◆ Problem to solve ◆
One line at a time, check the entries below for the word "current", and copy each line that has it.
----- Exercise material
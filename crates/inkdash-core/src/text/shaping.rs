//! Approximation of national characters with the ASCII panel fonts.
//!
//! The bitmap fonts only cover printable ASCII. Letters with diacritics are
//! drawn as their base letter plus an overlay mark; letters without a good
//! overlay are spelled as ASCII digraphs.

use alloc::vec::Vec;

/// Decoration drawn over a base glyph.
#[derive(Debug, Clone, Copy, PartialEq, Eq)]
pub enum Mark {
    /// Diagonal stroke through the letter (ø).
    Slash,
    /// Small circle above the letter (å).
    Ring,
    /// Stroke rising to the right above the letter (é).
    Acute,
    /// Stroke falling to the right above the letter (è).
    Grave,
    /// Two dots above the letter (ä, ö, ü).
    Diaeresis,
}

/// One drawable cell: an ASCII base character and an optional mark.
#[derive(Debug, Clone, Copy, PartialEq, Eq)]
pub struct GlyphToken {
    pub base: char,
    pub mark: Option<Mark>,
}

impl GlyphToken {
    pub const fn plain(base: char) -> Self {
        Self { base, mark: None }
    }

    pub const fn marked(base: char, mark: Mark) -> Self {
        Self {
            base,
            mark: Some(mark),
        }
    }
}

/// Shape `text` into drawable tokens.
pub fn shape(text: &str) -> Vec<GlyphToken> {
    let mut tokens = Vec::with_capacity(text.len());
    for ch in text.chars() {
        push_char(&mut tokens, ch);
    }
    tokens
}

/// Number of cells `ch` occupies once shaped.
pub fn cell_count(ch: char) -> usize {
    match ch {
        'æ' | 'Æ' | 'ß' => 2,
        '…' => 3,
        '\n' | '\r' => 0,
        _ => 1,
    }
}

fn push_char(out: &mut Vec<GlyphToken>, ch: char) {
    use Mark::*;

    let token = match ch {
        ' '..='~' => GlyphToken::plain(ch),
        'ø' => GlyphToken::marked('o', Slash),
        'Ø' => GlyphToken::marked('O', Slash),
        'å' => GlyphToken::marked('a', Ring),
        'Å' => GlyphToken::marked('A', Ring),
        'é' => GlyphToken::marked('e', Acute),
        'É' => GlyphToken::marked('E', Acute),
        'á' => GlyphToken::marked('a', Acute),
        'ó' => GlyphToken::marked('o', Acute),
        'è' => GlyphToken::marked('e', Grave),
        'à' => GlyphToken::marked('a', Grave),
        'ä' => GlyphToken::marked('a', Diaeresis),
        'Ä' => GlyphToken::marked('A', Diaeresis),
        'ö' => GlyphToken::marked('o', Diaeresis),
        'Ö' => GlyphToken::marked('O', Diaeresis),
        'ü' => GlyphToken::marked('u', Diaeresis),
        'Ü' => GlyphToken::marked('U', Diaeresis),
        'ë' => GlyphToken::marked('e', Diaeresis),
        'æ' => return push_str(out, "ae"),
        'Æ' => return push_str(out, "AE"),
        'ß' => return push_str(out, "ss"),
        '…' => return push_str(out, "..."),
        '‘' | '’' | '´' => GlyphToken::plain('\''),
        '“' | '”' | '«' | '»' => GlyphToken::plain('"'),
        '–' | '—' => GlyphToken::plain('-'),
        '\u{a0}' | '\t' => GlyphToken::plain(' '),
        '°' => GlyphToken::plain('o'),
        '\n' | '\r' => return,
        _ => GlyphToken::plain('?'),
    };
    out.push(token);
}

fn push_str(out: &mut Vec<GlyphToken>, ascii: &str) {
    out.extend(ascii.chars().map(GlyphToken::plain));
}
----------
----- Exercise material
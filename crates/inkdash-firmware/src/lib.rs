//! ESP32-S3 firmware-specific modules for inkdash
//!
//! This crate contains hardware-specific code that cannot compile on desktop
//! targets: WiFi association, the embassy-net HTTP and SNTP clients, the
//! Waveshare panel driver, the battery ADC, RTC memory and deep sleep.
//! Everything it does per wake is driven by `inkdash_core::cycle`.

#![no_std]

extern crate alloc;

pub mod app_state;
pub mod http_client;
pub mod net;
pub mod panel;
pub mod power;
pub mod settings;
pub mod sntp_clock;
----------
----- Exercise material
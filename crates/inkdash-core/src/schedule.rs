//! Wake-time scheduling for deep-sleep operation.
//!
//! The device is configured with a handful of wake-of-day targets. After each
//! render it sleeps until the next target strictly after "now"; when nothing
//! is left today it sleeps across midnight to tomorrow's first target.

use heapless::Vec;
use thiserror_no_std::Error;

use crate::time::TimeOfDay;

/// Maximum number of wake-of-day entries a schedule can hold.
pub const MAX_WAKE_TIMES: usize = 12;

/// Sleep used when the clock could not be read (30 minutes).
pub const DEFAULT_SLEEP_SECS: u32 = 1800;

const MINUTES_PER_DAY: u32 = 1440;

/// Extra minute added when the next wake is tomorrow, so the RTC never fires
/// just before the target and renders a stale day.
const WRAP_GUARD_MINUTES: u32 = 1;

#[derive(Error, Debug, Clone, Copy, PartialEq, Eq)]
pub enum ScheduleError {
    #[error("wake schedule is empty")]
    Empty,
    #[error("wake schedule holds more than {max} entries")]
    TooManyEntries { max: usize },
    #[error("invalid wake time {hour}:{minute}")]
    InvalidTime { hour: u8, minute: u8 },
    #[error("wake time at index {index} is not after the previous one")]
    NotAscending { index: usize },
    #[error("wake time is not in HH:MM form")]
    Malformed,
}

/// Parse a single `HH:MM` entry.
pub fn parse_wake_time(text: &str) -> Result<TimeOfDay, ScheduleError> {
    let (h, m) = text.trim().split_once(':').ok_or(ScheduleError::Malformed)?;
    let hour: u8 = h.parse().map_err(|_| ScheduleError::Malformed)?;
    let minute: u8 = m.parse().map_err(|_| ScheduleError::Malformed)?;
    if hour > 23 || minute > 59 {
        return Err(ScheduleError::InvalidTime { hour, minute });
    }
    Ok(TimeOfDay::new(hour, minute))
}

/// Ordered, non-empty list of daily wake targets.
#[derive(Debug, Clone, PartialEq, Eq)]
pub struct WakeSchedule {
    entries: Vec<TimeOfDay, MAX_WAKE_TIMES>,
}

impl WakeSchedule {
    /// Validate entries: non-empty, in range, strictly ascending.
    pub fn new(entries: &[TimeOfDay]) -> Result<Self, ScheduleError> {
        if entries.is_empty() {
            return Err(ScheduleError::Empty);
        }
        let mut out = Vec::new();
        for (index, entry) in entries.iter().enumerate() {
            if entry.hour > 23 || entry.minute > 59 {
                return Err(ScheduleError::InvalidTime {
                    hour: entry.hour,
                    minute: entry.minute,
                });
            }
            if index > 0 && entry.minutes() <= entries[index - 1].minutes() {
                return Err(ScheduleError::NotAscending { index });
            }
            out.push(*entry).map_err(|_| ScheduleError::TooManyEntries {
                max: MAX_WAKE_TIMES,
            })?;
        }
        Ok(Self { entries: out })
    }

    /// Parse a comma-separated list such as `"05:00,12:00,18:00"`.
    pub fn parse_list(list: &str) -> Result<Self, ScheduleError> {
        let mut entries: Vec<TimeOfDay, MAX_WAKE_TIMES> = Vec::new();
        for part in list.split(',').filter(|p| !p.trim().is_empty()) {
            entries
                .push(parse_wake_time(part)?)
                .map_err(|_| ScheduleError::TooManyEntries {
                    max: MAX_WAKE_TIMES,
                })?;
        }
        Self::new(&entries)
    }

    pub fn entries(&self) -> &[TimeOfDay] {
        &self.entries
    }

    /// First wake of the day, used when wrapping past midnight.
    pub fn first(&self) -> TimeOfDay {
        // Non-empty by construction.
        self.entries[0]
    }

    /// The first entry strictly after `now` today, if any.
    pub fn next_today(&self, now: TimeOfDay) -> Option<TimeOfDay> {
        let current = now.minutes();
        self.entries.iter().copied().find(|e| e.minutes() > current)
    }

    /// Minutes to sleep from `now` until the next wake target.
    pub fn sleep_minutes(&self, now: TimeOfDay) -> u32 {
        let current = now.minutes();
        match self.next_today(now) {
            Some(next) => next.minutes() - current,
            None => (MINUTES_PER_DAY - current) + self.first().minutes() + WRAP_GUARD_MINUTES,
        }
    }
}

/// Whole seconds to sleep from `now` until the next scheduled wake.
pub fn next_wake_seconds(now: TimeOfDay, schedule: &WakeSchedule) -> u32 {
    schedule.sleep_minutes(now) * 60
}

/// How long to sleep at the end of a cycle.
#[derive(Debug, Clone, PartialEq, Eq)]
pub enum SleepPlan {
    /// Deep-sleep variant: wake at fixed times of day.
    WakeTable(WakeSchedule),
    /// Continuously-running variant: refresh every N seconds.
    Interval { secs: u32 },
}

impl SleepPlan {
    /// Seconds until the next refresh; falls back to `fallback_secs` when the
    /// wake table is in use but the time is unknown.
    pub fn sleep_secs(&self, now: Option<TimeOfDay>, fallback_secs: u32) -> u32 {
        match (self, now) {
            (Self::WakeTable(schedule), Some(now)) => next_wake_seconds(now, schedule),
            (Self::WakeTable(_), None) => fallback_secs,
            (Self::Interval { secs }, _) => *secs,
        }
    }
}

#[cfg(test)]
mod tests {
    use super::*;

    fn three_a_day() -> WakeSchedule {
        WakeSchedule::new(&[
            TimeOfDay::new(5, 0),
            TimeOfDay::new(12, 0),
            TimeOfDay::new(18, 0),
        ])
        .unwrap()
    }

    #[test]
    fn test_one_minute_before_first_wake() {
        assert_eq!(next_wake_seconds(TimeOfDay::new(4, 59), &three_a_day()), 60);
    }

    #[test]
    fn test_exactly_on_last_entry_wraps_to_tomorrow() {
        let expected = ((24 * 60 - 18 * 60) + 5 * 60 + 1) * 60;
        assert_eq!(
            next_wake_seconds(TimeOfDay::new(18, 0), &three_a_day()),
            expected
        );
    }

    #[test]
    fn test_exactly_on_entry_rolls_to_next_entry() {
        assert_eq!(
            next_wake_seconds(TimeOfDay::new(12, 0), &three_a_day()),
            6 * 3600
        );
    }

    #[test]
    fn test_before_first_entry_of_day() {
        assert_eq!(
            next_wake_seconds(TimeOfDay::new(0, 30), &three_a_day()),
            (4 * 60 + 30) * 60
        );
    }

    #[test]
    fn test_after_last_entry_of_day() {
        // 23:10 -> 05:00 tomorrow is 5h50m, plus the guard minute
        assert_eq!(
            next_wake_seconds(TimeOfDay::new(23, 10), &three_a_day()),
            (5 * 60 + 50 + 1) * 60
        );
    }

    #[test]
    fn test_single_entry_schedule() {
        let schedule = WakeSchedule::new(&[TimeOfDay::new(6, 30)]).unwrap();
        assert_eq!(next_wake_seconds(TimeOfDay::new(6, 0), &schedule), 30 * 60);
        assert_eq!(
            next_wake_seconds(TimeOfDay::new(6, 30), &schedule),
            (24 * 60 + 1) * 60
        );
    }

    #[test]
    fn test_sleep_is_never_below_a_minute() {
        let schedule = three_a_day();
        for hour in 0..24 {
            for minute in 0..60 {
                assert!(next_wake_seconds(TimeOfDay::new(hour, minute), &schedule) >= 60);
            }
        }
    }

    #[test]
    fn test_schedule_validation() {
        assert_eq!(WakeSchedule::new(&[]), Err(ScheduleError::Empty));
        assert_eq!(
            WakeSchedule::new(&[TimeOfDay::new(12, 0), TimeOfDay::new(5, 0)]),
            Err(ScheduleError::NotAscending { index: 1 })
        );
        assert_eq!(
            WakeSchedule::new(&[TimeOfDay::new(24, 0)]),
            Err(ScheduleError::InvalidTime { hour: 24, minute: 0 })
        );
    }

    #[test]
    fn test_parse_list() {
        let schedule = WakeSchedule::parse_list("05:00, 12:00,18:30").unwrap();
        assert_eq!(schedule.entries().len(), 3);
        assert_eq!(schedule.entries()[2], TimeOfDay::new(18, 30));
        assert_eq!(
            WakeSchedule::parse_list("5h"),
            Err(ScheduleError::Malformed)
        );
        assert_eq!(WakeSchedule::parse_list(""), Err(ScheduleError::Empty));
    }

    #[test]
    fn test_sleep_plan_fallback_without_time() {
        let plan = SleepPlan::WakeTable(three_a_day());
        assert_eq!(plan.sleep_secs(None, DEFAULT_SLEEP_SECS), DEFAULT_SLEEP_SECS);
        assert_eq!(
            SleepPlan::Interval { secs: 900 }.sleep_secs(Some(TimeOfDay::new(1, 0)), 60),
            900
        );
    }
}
----------
◆ Solution to this exercise ◆
        let current = now.minutes();
        self.entries.iter().copied().find(|e| e.minutes() > current)
        let current = now.minutes();
            Some(next) => next.minutes() - current,
            None => (MINUTES_PER_DAY - current) + self.first().minutes() + WRAP_GUARD_MINUTES,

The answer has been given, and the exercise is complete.